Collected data
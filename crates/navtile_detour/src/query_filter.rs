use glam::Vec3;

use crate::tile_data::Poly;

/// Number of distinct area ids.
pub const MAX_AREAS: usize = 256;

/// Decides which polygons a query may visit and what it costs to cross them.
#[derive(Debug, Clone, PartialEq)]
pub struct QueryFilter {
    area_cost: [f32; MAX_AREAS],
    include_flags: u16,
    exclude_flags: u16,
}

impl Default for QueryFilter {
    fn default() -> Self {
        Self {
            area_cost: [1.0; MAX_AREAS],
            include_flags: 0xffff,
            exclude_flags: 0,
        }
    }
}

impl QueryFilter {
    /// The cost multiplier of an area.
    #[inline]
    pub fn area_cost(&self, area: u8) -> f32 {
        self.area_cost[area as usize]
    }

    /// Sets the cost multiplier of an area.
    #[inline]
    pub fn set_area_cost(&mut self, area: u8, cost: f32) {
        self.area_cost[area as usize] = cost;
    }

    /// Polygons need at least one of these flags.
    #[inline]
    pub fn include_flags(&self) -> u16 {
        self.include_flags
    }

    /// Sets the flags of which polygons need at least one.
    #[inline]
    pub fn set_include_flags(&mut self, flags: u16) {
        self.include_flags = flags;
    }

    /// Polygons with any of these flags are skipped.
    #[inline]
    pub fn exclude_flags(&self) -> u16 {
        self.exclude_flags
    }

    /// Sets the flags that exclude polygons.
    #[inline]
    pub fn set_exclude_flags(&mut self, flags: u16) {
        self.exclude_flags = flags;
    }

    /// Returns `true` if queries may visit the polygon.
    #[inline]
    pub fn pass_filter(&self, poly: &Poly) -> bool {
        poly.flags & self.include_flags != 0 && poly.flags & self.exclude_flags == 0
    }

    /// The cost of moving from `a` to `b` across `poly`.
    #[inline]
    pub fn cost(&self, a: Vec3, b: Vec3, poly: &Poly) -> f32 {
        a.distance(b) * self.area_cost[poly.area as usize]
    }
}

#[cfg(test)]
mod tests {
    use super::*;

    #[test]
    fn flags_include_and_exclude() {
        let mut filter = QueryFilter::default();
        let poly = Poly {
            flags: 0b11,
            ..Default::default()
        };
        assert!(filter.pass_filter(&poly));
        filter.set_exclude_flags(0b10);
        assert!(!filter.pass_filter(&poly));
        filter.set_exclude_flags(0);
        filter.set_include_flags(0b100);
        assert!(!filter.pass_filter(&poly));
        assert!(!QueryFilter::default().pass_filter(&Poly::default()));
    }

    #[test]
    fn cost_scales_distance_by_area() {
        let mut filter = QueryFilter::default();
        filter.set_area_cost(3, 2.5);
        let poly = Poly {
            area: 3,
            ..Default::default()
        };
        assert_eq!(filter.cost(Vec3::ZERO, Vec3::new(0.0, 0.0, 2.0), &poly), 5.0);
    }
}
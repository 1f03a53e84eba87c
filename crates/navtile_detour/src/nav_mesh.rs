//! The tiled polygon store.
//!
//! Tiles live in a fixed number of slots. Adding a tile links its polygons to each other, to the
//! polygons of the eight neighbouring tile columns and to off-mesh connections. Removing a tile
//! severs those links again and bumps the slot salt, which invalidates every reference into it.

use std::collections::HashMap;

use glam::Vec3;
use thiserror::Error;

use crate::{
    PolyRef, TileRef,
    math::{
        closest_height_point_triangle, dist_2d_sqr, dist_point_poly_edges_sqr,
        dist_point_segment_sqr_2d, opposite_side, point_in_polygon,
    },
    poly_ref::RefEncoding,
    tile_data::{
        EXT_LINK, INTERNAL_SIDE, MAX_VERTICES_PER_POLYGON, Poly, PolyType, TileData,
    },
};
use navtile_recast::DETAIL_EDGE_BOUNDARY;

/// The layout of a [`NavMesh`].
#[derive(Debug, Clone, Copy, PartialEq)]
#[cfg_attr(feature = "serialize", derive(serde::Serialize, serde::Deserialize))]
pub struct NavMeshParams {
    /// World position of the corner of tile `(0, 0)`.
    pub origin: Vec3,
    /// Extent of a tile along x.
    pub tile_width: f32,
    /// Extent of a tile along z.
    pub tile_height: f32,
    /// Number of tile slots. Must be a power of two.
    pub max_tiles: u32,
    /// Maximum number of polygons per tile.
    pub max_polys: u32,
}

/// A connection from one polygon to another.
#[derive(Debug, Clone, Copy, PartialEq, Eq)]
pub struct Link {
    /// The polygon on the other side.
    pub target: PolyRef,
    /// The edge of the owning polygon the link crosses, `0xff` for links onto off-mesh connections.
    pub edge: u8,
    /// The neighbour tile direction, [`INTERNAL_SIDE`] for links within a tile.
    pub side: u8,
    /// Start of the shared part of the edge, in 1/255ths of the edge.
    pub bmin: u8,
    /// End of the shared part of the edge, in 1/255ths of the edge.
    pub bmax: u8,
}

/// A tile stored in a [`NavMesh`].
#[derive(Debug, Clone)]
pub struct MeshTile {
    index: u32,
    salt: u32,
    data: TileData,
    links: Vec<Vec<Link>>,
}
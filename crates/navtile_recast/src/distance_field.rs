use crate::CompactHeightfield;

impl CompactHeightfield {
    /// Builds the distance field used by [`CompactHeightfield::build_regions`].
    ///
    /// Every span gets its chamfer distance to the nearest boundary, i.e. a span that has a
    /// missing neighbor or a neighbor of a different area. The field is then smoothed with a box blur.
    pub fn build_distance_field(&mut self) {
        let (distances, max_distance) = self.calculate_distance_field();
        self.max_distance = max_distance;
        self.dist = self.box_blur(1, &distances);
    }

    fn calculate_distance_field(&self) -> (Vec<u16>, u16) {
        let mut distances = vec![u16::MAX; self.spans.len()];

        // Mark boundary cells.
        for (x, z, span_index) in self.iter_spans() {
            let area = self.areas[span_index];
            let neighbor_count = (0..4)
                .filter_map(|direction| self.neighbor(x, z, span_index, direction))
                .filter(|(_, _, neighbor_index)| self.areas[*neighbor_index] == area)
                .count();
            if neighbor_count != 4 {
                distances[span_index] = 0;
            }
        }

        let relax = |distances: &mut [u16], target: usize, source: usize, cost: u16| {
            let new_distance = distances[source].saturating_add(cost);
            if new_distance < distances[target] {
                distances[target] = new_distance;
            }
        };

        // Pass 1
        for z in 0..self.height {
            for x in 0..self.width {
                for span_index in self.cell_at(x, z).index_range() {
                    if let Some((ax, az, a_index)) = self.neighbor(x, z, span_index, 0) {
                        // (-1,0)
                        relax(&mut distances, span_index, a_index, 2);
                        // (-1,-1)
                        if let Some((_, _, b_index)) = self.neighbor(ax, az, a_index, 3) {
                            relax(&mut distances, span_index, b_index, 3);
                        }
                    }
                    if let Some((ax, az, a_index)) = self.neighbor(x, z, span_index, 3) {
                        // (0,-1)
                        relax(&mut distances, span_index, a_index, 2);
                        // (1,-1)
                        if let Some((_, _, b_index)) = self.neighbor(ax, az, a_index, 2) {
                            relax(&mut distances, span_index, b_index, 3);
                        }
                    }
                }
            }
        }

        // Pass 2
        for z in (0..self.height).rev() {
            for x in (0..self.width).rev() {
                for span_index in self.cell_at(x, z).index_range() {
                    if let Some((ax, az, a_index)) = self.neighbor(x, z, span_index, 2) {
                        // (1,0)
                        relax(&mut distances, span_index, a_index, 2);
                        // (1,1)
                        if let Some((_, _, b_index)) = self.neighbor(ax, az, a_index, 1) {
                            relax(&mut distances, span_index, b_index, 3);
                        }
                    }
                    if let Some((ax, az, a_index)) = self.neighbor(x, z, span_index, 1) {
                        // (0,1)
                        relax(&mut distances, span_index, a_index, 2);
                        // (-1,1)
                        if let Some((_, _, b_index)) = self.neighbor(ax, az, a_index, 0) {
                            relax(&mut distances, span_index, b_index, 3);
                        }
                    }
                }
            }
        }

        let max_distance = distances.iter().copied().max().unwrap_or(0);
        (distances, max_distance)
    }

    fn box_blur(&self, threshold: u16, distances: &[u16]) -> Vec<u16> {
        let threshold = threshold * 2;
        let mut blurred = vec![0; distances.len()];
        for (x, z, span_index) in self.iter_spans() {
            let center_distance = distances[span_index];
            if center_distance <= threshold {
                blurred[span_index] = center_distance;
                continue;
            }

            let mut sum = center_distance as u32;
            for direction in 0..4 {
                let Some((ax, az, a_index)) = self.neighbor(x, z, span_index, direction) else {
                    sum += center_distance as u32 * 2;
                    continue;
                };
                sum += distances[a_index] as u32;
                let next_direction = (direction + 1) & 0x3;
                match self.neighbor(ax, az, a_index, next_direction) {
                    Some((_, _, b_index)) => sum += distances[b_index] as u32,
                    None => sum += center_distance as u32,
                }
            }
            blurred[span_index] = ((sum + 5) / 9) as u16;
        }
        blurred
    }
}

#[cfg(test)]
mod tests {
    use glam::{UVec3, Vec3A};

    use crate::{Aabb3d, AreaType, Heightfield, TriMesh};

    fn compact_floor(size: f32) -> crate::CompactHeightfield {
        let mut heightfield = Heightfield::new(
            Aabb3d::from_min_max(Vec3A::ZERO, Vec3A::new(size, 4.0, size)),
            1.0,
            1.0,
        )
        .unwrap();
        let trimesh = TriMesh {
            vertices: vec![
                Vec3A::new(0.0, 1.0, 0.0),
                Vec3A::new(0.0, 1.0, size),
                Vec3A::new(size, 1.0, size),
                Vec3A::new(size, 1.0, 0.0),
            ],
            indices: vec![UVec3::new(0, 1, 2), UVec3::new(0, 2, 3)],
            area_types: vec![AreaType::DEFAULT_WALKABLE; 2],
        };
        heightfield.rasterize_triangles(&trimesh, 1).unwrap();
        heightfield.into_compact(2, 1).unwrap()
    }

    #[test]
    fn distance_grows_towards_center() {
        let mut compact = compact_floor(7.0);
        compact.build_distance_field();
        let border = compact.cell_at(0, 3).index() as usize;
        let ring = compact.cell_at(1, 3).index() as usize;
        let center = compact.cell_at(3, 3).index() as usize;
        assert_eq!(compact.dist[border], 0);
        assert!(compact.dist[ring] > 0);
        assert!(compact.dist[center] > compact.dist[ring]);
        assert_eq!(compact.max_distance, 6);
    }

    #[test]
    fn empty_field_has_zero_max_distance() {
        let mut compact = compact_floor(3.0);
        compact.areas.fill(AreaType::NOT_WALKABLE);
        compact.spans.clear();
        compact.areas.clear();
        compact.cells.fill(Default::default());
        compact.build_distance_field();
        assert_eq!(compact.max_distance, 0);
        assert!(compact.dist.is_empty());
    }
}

==

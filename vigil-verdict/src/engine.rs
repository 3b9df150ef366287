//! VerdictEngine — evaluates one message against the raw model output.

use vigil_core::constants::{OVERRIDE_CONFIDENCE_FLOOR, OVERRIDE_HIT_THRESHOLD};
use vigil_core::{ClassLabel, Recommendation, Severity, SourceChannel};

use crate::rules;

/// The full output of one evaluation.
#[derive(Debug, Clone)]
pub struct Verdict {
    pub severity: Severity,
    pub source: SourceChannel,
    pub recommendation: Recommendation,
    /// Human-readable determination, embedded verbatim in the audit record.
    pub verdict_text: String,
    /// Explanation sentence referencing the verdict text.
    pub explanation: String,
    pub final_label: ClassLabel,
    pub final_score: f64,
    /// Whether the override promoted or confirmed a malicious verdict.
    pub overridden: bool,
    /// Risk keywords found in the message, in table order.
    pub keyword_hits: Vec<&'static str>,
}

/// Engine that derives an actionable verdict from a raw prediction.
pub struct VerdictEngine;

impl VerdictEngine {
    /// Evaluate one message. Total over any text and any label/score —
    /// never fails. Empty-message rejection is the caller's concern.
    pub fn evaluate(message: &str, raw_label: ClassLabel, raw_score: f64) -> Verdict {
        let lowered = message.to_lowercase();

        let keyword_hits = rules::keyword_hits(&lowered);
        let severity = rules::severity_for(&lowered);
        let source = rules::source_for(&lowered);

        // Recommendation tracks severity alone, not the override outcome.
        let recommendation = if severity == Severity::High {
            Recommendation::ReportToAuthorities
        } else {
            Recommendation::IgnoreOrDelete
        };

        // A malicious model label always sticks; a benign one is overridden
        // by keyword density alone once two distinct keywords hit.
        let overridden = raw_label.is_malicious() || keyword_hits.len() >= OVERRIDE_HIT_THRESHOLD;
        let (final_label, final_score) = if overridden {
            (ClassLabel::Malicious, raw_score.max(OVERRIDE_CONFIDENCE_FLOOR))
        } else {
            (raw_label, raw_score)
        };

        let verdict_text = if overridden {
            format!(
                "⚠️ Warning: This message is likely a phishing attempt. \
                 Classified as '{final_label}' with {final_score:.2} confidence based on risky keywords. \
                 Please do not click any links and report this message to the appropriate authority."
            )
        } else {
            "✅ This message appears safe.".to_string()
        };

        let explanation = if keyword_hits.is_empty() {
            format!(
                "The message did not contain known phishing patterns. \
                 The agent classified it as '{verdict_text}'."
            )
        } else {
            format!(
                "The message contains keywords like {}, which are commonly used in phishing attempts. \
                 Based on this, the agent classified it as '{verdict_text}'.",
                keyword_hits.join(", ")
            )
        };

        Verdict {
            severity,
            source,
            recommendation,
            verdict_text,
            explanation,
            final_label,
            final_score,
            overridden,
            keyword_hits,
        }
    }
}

**WHAT THE TASK REQUIRES:** Beginning at the line with "if let Some((_, _, b_index)) = self.neighbor(ax, az, a_index, 0)" and ending at the line with "let mut blurred", reproduce each line of the data above exactly, and add no other lines.

**SOLUTION TO THIS TASK:**
                        if let Some((_, _, b_index)) = self.neighbor(ax, az, a_index, 0) {
                            relax(&mut distances, span_index, b_index, 3);
                        }
                    }
                }
            }
        }

        let max_distance = distances.iter().copied().max().unwrap_or(0);
        (distances, max_distance)
    }

    fn box_blur(&self, threshold: u16, distances: &[u16]) -> Vec<u16> {
        let threshold = threshold * 2;
        let mut blurred = vec![0; distances.len()];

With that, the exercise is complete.